-- Task prompt --
Transcribe the data. Leave out nothing.

-- Data supplied --

//! Byte prefix trie
//!
//! Answers "is any stored prefix a prefix of this path" in one walk over
//! the path, independent of how many prefixes a rule carries.

/// Index of the root node
const ROOT: usize = 0;

#[derive(Debug, Clone, Default)]
struct Node {
    /// Sorted by byte for binary search
    children: Vec<(u8, u32)>,
    /// A stored prefix ends here
    terminal: bool,
}

impl Node {
    #[inline]
    fn child(&self, b: u8) -> Option<usize> {
        self.children
            .binary_search_by_key(&b, |&(k, _)| k)
            .ok()
            .map(|i| self.children[i].1 as usize)
    }
}

/// Set of byte prefixes
#[derive(Debug, Clone)]
pub struct PrefixTrie {
    nodes: Vec<Node>,
    len: usize,
}

impl Default for PrefixTrie {
    fn default() -> Self {
        Self::new()
    }
}

impl PrefixTrie {
    pub fn new() -> Self {
        Self {
            nodes: vec![Node::default()],
            len: 0,
        }
    }

    /// Build from a list of prefixes
    pub fn from_prefixes<I, S>(prefixes: I) -> Self
    where
        I: IntoIterator<Item = S>,
        S: AsRef<[u8]>,
    {
        let mut trie = Self::new();
        for prefix in prefixes {
            trie.insert(prefix.as_ref());
        }
        trie
    }

    /// Add a prefix. The empty prefix matches every path.
    pub fn insert(&mut self, prefix: &[u8]) {
        let mut node = ROOT;
        for &b in prefix {
            node = match self.nodes[node].child(b) {
                Some(next) => next,
                None => {
                    let next = self.nodes.len();
                    self.nodes.push(Node::default());
                    let children = &mut self.nodes[node].children;
                    let pos = children.partition_point(|&(k, _)| k < b);
                    children.insert(pos, (b, next as u32));
                    next
                }
            };
        }
        if !self.nodes[node].terminal {
            self.nodes[node].terminal = true;
            self.len += 1;
        }
    }

    /// Number of distinct prefixes stored
    #[inline]
    pub fn len(&self) -> usize {
        self.len
    }

    #[inline]
    pub fn is_empty(&self) -> bool {
        self.len == 0
    }

    /// Whether some stored prefix is a prefix of `path`
    pub fn matches(&self, path: &[u8]) -> bool {
        if self.len == 0 {
            return false;
        }

        let mut node = ROOT;
        if self.nodes[node].terminal {
            return true;
        }
        for &b in path {
            match self.nodes[node].child(b) {
                Some(next) => node = next,
                None => return false,
            }
            if self.nodes[node].terminal {
                return true;
            }
        }
        false
    }
}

-- Solved problem --
//! Byte prefix trie
//!
//! Answers "is any stored prefix a prefix of this path" in one walk over
//! the path, independent of how many prefixes a rule carries.

/// Index of the root node
const ROOT: usize = 0;

#[derive(Debug, Clone, Default)]
struct Node {
    /// Sorted by byte for binary search
    children: Vec<(u8, u32)>,
    /// A stored prefix ends here
    terminal: bool,
}

impl Node {
    #[inline]
    fn child(&self, b: u8) -> Option<usize> {
        self.children
            .binary_search_by_key(&b, |&(k, _)| k)
            .ok()
            .map(|i| self.children[i].1 as usize)
    }
}

/// Set of byte prefixes
#[derive(Debug, Clone)]
pub struct PrefixTrie {
    nodes: Vec<Node>,
    len: usize,
}

impl Default for PrefixTrie {
    fn default() -> Self {
        Self::new()
    }
}

impl PrefixTrie {
    pub fn new() -> Self {
        Self {
            nodes: vec![Node::default()],
            len: 0,
        }
    }

    /// Build from a list of prefixes
    pub fn from_prefixes<I, S>(prefixes: I) -> Self
    where
        I: IntoIterator<Item = S>,
        S: AsRef<[u8]>,
    {
        let mut trie = Self::new();
        for prefix in prefixes {
            trie.insert(prefix.as_ref());
        }
        trie
    }

    /// Add a prefix. The empty prefix matches every path.
    pub fn insert(&mut self, prefix: &[u8]) {
        let mut node = ROOT;
        for &b in prefix {
            node = match self.nodes[node].child(b) {
                Some(next) => next,
                None => {
                    let next = self.nodes.len();
                    self.nodes.push(Node::default());
                    let children = &mut self.nodes[node].children;
                    let pos = children.partition_point(|&(k, _)| k < b);
                    children.insert(pos, (b, next as u32));
                    next
                }
            };
        }
        if !self.nodes[node].terminal {
            self.nodes[node].terminal = true;
            self.len += 1;
        }
    }

    /// Number of distinct prefixes stored
    #[inline]
    pub fn len(&self) -> usize {
        self.len
    }

    #[inline]
    pub fn is_empty(&self) -> bool {
        self.len == 0
    }

    /// Whether some stored prefix is a prefix of `path`
    pub fn matches(&self, path: &[u8]) -> bool {
        if self.len == 0 {
            return false;
        }

        let mut node = ROOT;
        if self.nodes[node].terminal {
            return true;
        }
        for &b in path {
            match self.nodes[node].child(b) {
                Some(next) => node = next,
                None => return false,
            }
            if self.nodes[node].terminal {
                return true;
            }
        }
        false
    }
}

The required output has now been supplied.